**TASK TO COMPLETE**
Reproduce the entries below exactly, but only from the line containing "is assigned to." to the line containing "an agent role.", inclusive.

Saved data entries
Start of Block
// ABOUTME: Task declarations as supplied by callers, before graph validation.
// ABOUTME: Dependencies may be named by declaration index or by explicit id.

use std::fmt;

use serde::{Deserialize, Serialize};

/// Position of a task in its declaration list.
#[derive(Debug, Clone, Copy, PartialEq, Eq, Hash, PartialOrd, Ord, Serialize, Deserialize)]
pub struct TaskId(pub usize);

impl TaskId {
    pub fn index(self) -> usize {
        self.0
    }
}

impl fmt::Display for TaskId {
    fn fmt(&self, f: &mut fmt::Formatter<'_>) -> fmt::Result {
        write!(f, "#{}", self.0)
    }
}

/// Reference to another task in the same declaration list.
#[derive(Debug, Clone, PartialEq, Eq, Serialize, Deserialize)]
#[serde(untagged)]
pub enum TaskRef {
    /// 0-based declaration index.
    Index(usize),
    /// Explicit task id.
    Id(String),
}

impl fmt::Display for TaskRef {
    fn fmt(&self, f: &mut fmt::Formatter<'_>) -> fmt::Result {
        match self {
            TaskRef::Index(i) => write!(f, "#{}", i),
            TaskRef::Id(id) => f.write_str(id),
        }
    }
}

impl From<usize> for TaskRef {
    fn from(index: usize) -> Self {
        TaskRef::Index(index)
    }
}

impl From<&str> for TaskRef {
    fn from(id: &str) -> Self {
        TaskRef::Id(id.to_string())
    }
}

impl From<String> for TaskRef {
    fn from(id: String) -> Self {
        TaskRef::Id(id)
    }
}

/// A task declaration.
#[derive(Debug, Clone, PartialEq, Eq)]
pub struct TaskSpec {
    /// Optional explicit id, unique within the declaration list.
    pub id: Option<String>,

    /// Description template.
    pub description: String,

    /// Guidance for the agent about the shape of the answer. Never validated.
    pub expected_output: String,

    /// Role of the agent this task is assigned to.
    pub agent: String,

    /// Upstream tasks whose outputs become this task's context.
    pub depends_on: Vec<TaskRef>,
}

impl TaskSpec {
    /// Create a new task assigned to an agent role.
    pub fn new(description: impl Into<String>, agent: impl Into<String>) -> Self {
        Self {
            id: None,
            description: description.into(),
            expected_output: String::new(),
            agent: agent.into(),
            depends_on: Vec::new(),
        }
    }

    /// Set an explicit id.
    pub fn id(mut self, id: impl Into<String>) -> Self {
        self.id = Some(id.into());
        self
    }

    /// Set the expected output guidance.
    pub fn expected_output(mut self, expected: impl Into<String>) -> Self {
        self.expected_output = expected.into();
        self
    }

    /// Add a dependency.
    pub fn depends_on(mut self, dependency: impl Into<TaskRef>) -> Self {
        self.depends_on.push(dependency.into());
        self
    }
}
End of Block
Start of Block
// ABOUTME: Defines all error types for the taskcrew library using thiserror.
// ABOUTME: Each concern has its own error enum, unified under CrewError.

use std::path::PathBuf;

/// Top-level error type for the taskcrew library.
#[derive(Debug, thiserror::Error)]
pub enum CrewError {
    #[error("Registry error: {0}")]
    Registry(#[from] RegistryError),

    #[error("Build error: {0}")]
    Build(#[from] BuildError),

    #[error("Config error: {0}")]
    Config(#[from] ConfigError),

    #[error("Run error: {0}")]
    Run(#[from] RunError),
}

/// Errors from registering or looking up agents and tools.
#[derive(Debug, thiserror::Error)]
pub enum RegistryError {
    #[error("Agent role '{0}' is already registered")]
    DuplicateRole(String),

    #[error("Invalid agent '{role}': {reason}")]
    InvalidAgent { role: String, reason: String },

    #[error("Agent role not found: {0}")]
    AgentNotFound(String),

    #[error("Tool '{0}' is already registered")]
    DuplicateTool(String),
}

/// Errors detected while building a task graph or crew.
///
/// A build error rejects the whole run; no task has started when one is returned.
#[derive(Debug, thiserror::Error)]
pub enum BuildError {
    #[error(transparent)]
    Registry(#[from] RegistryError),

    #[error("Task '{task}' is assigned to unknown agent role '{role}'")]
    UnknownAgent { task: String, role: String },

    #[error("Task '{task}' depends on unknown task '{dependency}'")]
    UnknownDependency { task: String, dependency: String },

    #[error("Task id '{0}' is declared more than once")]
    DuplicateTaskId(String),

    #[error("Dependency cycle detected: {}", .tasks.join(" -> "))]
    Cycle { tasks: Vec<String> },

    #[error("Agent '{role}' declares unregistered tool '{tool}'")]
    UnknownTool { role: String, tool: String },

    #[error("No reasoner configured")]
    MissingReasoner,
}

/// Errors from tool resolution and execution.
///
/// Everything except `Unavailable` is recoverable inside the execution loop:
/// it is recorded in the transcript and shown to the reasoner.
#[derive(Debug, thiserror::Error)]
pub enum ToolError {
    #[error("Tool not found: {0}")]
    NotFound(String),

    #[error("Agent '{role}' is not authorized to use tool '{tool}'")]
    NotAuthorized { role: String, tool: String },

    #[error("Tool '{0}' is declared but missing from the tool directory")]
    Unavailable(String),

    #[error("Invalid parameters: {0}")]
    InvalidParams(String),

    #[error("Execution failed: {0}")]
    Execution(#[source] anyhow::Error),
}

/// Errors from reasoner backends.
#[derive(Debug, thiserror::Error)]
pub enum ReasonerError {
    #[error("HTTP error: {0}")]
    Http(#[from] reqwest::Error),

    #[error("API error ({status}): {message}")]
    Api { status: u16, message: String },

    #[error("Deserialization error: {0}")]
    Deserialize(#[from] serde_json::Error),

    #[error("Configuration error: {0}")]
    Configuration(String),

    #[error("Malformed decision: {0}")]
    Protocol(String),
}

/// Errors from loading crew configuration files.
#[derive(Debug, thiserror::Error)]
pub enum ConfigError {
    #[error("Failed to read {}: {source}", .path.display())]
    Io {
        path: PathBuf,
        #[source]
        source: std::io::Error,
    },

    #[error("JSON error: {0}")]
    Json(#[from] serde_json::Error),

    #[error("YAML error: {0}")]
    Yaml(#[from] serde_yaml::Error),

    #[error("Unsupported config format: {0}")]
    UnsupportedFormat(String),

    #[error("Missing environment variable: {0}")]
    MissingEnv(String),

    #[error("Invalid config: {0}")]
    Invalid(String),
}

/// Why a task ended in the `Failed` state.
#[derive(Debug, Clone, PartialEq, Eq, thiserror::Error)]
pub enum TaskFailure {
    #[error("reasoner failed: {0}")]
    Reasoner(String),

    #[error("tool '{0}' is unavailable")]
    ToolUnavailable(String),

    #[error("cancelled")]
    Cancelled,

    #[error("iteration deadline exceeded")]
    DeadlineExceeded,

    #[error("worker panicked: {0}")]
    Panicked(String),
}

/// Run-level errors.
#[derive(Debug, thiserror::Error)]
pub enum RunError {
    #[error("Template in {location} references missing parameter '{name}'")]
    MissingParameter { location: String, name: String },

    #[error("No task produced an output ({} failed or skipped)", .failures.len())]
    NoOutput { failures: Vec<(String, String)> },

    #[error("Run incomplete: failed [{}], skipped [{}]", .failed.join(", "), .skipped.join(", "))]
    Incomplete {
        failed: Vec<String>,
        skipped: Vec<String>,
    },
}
End of Block
**SOLVED PROBLEM**
    /// Role of the agent this task is assigned to.
    pub agent: String,

    /// Upstream tasks whose outputs become this task's context.
    pub depends_on: Vec<TaskRef>,
}

impl TaskSpec {
    /// Create a new task assigned to an agent role.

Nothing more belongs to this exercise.